The problem with Chairman Lenhard’s original proposal was that it could have exempted from federal campaign finance law any ad that “focuses on a public policy issue and either urges a candidate to take a position on the issue or urges the public to contact the candidate about the issue”—even if the ad contained all of the “indicia of express advocacy” that was absent from the WRTL ads that the Supreme Court considered. Chairman Lenhard’s original proposed 11 C.F.R. § 114.15 read:
"(a) . . . Corporations and labor organizations may make an electioneering communication . . . unless the communication is susceptible of no reasonable interpretation other than as an appeal to vote for or against a clearly identified Federal candidate.
. . . .
(c)(2) A communication has an interpretation other than as an appeal to vote for or against a clearly identified Federal candidate if it:
(i) Focuses on a public policy issue and either urges a candidate to take a position on the issue or urges the public to contact the candidate about the issue; . . . ."

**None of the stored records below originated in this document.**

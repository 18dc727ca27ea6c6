//! Hermes Gatecoin Gateway
//!
//! Venue adapter for the Gatecoin exchange. Polls venue REST state on fixed
//! cadences, normalizes responses into the canonical market/order/position
//! model, and reconciles locally tracked orders against the venue's
//! authoritative open-order list.
//!
//! ## Architecture
//!
//! ```text
//! Gatecoin REST (behind VenueApi)
//!         │ polled on fixed cadences
//!    ┌────▼─────────────────────────────┐
//!    │ Gateway                          │
//!    │  market data  orders  positions  │
//!    └────┬─────────────────────────────┘
//!         │ typed event channels:
//!         │ snapshots, trades, order updates, positions, connectivity
//!    ┌────▼────┐
//!    │ Trading │
//!    │  Core   │
//!    └─────────┘
//! ```
//!
//! The venue wire protocol and authentication live behind the
//! [`venue::VenueApi`] trait; the trading core consumes the typed event
//! streams returned by [`gateway::GatecoinGateway::connect`].

pub mod config;
pub mod error;
pub mod gateway;
pub mod market_data;
pub mod messages;
pub mod orders;
pub mod positions;
pub mod precision;
pub mod rate_limit;
pub mod scheduler;
pub mod venue;

// Re-export commonly used types
pub use config::GatewayConfig;
pub use error::GatewayError;
pub use gateway::{GatecoinGateway, GatewayEvents, VenueDetails, VENUE_NAME};
pub use messages::{
    market_data::{BookLevel, MarketSnapshot, MarketTrade},
    order::{CancelOrder, OrderSubmission, OrderUpdate},
    position::PositionUpdate,
};
pub use orders::{OrderReconciler, OrderRecord};
pub use precision::{resolve_symbol_precision, SymbolPrecision};
pub use rate_limit::RateLimitMonitor;
pub use scheduler::PollingScheduler;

Commissioner Weintraub proposed an important amendment to this critical provision (above in bold), so that subsection (c)(2) now begins: “Content that would support a determination that a communication has an interpretation . . . .” Commissioner Weintraub’s amendment eliminated the per se determination that ads focused on a public policy issue are exempt and, instead, more accurately reflects the Supreme Court’s approach—considering both whether an ad contains “indicia of express advocacy” and whether the ad’s content is “consistent with that of a genuine issue ad” in determining whether the ad is susceptible of a reasonable interpretation other than as an appeal to vote for or against a candidate.
Though Commissioner Weintraub’s amendment was an important one, many important questions remain unanswered. The rule approved today directs the reader to the Commission’s Web site for examples of ads that are/are not permissible under the new exemption, but the Commission has yet to post such example ads on its Web site. These examples will reveal a great deal about how the Commission interprets its own new rule.
Further, the Commission has yet to produce an “Explanation and Justification” for the new rule, which will invariably shine more light on the Commission’s interpretation of its new rule.
Finally, at least one important question pertaining to disclosure requirements remains unanswered. The rule approved today requires a corporation or union to report the name and address of each person who made a donation aggregating $1,000 or more to the organization “for the purpose of furthering electioneering communications.” It is unclear how the Commission will interpret this requirement. Without strict funding source reporting requirements, wealthy individuals and others will be able to be able to evade disclosure by routing funds through shell corporations (e.g., 501(c)(4) advocacy organizations).
For these reasons, the Campaign Legal Center reserves final judgment on the rule adopted by the Commission today. Only time will tell how the Commission will interpret and enforce its new rule and, consequently, how large the flood of corporation and union dollars into the 2008 federal elections will be.